Кинтель помолчал, привыкая к безнадежности. Потом спросил:

— Толич, а помнишь, ты осенью про мальчика говорил? С такой же болезнью. Валюту искали, чтобы отправить за границу. Что с ним?

Дед рассеянно поморщился:

— Какой именно мальчик? Не помню. Таких мальчиков знаешь сколько…

Чтобы Регишка не скучала, брал ее Кинтель и к Корнеичу. Она там никому не мешала. А с Муренышем они стали приятелями: сидят в уголке со «Сказками» Андерсена, и Регишка читает вполголоса, а Муреныш почтительно слушает. Или в шашки играют…

Разговоры у Корнеича шли теперь все больше об одном: о доме. Дело с домом двигалось. Кинтель, занятый семейными заботами, не очень вникал в детали, но знал, что кооператив «Орбита» потихоньку берет верх над городскими чиновниками. А тут еще появилась в «Молодежной смене» статья Корнеича. Д. Вострецов с жаром доказывал, что это просто идиотизм — разрушать добротные дома, когда в Преображенске тысячи ребят слоняются без дела. Когда нет приюта ни для подростковых клубов, ни для библиотек, ни для чего, что идет на пользу детям. Находятся помещения только для коммерческих магазинов и видеосалонов… «Тремолино», если бы въехал вместе с «Орбитой» в этот дом, вырос бы в несколько раз. Можно было бы набрать до сотни окрестных мальчишек, построили бы эскадру! Как в прежние времена! А то наши власти вспоминают о детях лишь осенью, когда приходит очередной срок «спасать урожай»…

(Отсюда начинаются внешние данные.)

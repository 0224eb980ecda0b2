//! Configuration module
//!
//! Loads, parses, and validates TOML configuration files, and resolves each
//! configured category into an immutable [`CrawlSpec`].

mod parser;
mod types;
mod validation;

pub use parser::{compute_config_hash, load_config, load_config_with_hash};
pub use types::{
    CategoryConfig, Config, CrawlConfig, CrawlSpec, DelayPolicy, EngineKind, IdentityConfig,
    OutputConfig, OutputFormat, PaginationKind, SiteConfig,
};
pub use validation::{validate, validate_resume};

И кроме того, писал Д. Вострецов, что за свинство — уничтожать прошлое! Ну пусть пока не доказано, что жил в этом доме декабрист. Но все равно дом — часть городской истории. Со своим лицом. Если отремонтировать — будет загляденье. Денег нет на ремонт? «Орбита» берет это дело на себя…

И что у нас за архитекторы! Как видят старый квартал, так у них зуд начинается: скорее послать бульдозеры. Не строят, а только пустыри плодят в городе. Теперь у них бредовая идея — ради выпрямления улицы снести дом, который еще мог бы служить и служить людям… А улицу, кстати, все равно никто выпрямлять не станет, нет у города на это денег! И появятся на месте срытого дома кооперативные гаражи, как это сделано уже в десятках других мест…

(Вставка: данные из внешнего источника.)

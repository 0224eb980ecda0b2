//! Resume support
//!
//! Two independent recovery paths that compose with per-item dedup:
//!
//! * **File-based**: re-derive the identifier set from an existing output
//!   artifact; anything already present is done and never re-fetched.
//! * **Cursor**: an explicit `category,page` position; categories before
//!   the target are skipped and the target starts at the given page.
//!
//! The [`CursorLedger`] persists per-category progress during a run so a
//! crash can be resumed at an exact page boundary. A page index is only
//! committed after every item on that page has been attempted.

use crate::storage::{StorageError, StorageResult};
use std::collections::{BTreeMap, HashSet};
use std::path::{Path, PathBuf};

/// How the run should resume, derived from the `--resume` argument shape:
/// `category,page` (one comma, integer page) is a cursor, anything else is
/// an artifact path.
#[derive(Debug, Clone, PartialEq, Eq, Default)]
pub enum ResumeMode {
    #[default]
    Fresh,
    File(PathBuf),
    Cursor { category: String, page: u32 },
}

impl ResumeMode {
    pub fn parse(arg: &str) -> ResumeMode {
        let parts: Vec<&str> = arg.splitn(2, ',').collect();
        if parts.len() == 2 {
            if let Ok(page) = parts[1].trim().parse::<u32>() {
                return ResumeMode::Cursor {
                    category: parts[0].trim().to_string(),
                    page,
                };
            }
        }
        ResumeMode::File(PathBuf::from(arg))
    }
}

/// Re-derives the identifier set from an existing output artifact.
///
/// Format-agnostic: a leading `[` means a JSON array, anything else is
/// read line by line. Resumption therefore works whichever output format
/// produced the artifact. A missing file is an empty set.
pub fn scan_existing_ids(path: &Path) -> StorageResult<HashSet<String>> {
    let mut ids = HashSet::new();
    if !path.exists() {
        return Ok(ids);
    }
    let content = std::fs::read_to_string(path)?;
    let trimmed = content.trim_start();

    if trimmed.starts_with('[') {
        let parsed: serde_json::Value = serde_json::from_str(trimmed)?;
        if let serde_json::Value::Array(records) = parsed {
            for record in records {
                if let Some(id) = record.get("id").and_then(|v| v.as_str()) {
                    ids.insert(id.to_string());
                }
            }
        }
    } else {
        for line in content.lines() {
            let line = line.trim();
            if line.is_empty() {
                continue;
            }
            if let Ok(record) = serde_json::from_str::<serde_json::Value>(line) {
                if let Some(id) = record.get("id").and_then(|v| v.as_str()) {
                    ids.insert(id.to_string());
                }
            }
        }
    }

    tracing::info!(count = ids.len(), path = %path.display(), "resume: scanned existing identifiers");
    Ok(ids)
}

/// Per-category page progress, persisted as a JSON sidecar next to the
/// output artifact.
#[derive(Debug)]
pub struct CursorLedger {
    path: PathBuf,
    pages: BTreeMap<String, u32>,
}

impl CursorLedger {
    /// The sidecar path for an output artifact.
    pub fn sidecar_for(output_path: &Path) -> PathBuf {
        let mut name = output_path.as_os_str().to_os_string();
        name.push(".cursor.json");
        PathBuf::from(name)
    }

    /// Loads the ledger, tolerating a missing or unreadable sidecar (a
    /// corrupt ledger only costs re-fetching, never correctness, since
    /// item dedup still applies).
    pub fn load(path: &Path) -> Self {
        let pages = std::fs::read_to_string(path)
            .ok()
            .and_then(|content| serde_json::from_str(&content).ok())
            .unwrap_or_default();
        Self {
            path: path.to_path_buf(),
            pages,
        }
    }

    /// Last fully completed page for a category, if any.
    pub fn last_completed(&self, category: &str) -> Option<u32> {
        self.pages.get(category).copied()
    }

    /// Commits a fully attempted page. Monotone: committing an earlier
    /// page than already recorded is a no-op.
    pub fn commit(&mut self, category: &str, page: u32) -> StorageResult<()> {
        let entry = self.pages.entry(category.to_string()).or_insert(0);
        if page <= *entry {
            return Ok(());
        }
        *entry = page;
        self.persist()
    }

    /// Forgets a category's progress (fresh start).
    pub fn clear(&mut self, category: &str) -> StorageResult<()> {
        if self.pages.remove(category).is_some() {
            self.persist()?;
        }
        Ok(())
    }

    fn persist(&self) -> Result<(), StorageError> {
        let rendered = serde_json::to_string_pretty(&self.pages)?;
        std::fs::write(&self.path, rendered)?;
        Ok(())
    }
}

В общем, все Корнеич изложил как надо. Подробно. Доказательно… А еще через неделю, в конце февраля, он сообщил завопившему от восторга «Тремолино», что «комиссия по архитектуре рассматривает вопрос и, скорее всего, решит его в нашу пользу».

— Ну подождите уж так-то орать! Всякое еще может быть. Враг силен и коварен.

В том, что враг коварен, убедились через несколько дней. Едва Кинтель и Регишка вернулись из школы, как позвонил Салазкин. Голосом звонким и отчаянным сказал:

— Добрый день! Там приехали ломать наш дом!

— Регишка, я побежал! Срочно! Нет, тебе нельзя! Ничего, посидишь одна, не дошкольница…


Оказалось, к Салазкину примчался маленький Рюпа из Джулиной компании:

— Санька, дом хотят ломать! Кран приехал с чугунной «бомбой»! Наши там стоят, не пускают…

Салазкин кинулся к телефону-автомату. К счастью, Корнеич оказался у себя на работе, в мастерской. Он скомандовал:

— Звони всем ребятам! И бегом туда!

«Достоевские» пацаны оказались молодцами. Встали перед машиной в цепочку, за руки взялись. Водитель и еще один дядька орали, матерились, но тронуть ребят пока не смели. Тем более, что собрались и несколько взрослых — тоже не в помощь «ломальщикам».

Один за другим подбегали ребята из «Тремолино», вставали вперемежку с «достоевскими». Кинтель встал между Салазкиным и Джулой.

— Шпана! — вопил водитель. — Расшибу всех, отвечать не буду, паразиты!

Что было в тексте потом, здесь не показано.